• **What to do**
Please repeat the data shown below, word for word.

(Material to process Opens)

//! Per-invocation configuration.
//!
//! Built once from the global flags and passed by reference to every
//! command handler.

use std::env;
use std::path::PathBuf;

use gogo_store::Store;

const DEFAULT_DB_FILE: &str = ".gogo.db";

#[derive(Debug, Clone, PartialEq, Eq)]
pub struct Config {
    pub db_path: PathBuf,
    pub verbose: bool,
}

impl Config {
    /// Uses `db_path` when given, otherwise [`default_db_path`].
    pub fn from_flags(db_path: Option<PathBuf>, verbose: bool) -> Self {
        Self {
            db_path: db_path.unwrap_or_else(default_db_path),
            verbose,
        }
    }

    /// Opens the configured store.
    pub fn open_store(&self) -> Result<Store, String> {
        Store::open(&self.db_path).map_err(|e| e.to_string())
    }
}

/// `$HOME/.gogo.db`, or `./.gogo.db` when no home directory is set.
pub fn default_db_path() -> PathBuf {
    env::var_os("HOME")
        .filter(|home| !home.is_empty())
        .map(|home| PathBuf::from(home).join(DEFAULT_DB_FILE))
        .unwrap_or_else(|| PathBuf::from(DEFAULT_DB_FILE))
}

(Material to process Closes)

• **Answer space**
//! Per-invocation configuration.
//!
//! Built once from the global flags and passed by reference to every
//! command handler.

use std::env;
use std::path::PathBuf;

use gogo_store::Store;

const DEFAULT_DB_FILE: &str = ".gogo.db";

#[derive(Debug, Clone, PartialEq, Eq)]
pub struct Config {
    pub db_path: PathBuf,
    pub verbose: bool,
}

impl Config {
    /// Uses `db_path` when given, otherwise [`default_db_path`].
    pub fn from_flags(db_path: Option<PathBuf>, verbose: bool) -> Self {
        Self {
            db_path: db_path.unwrap_or_else(default_db_path),
            verbose,
        }
    }

    /// Opens the configured store.
    pub fn open_store(&self) -> Result<Store, String> {
        Store::open(&self.db_path).map_err(|e| e.to_string())
    }
}

/// `$HOME/.gogo.db`, or `./.gogo.db` when no home directory is set.
pub fn default_db_path() -> PathBuf {
    env::var_os("HOME")
        .filter(|home| !home.is_empty())
        .map(|home| PathBuf::from(home).join(DEFAULT_DB_FILE))
        .unwrap_or_else(|| PathBuf::from(DEFAULT_DB_FILE))
}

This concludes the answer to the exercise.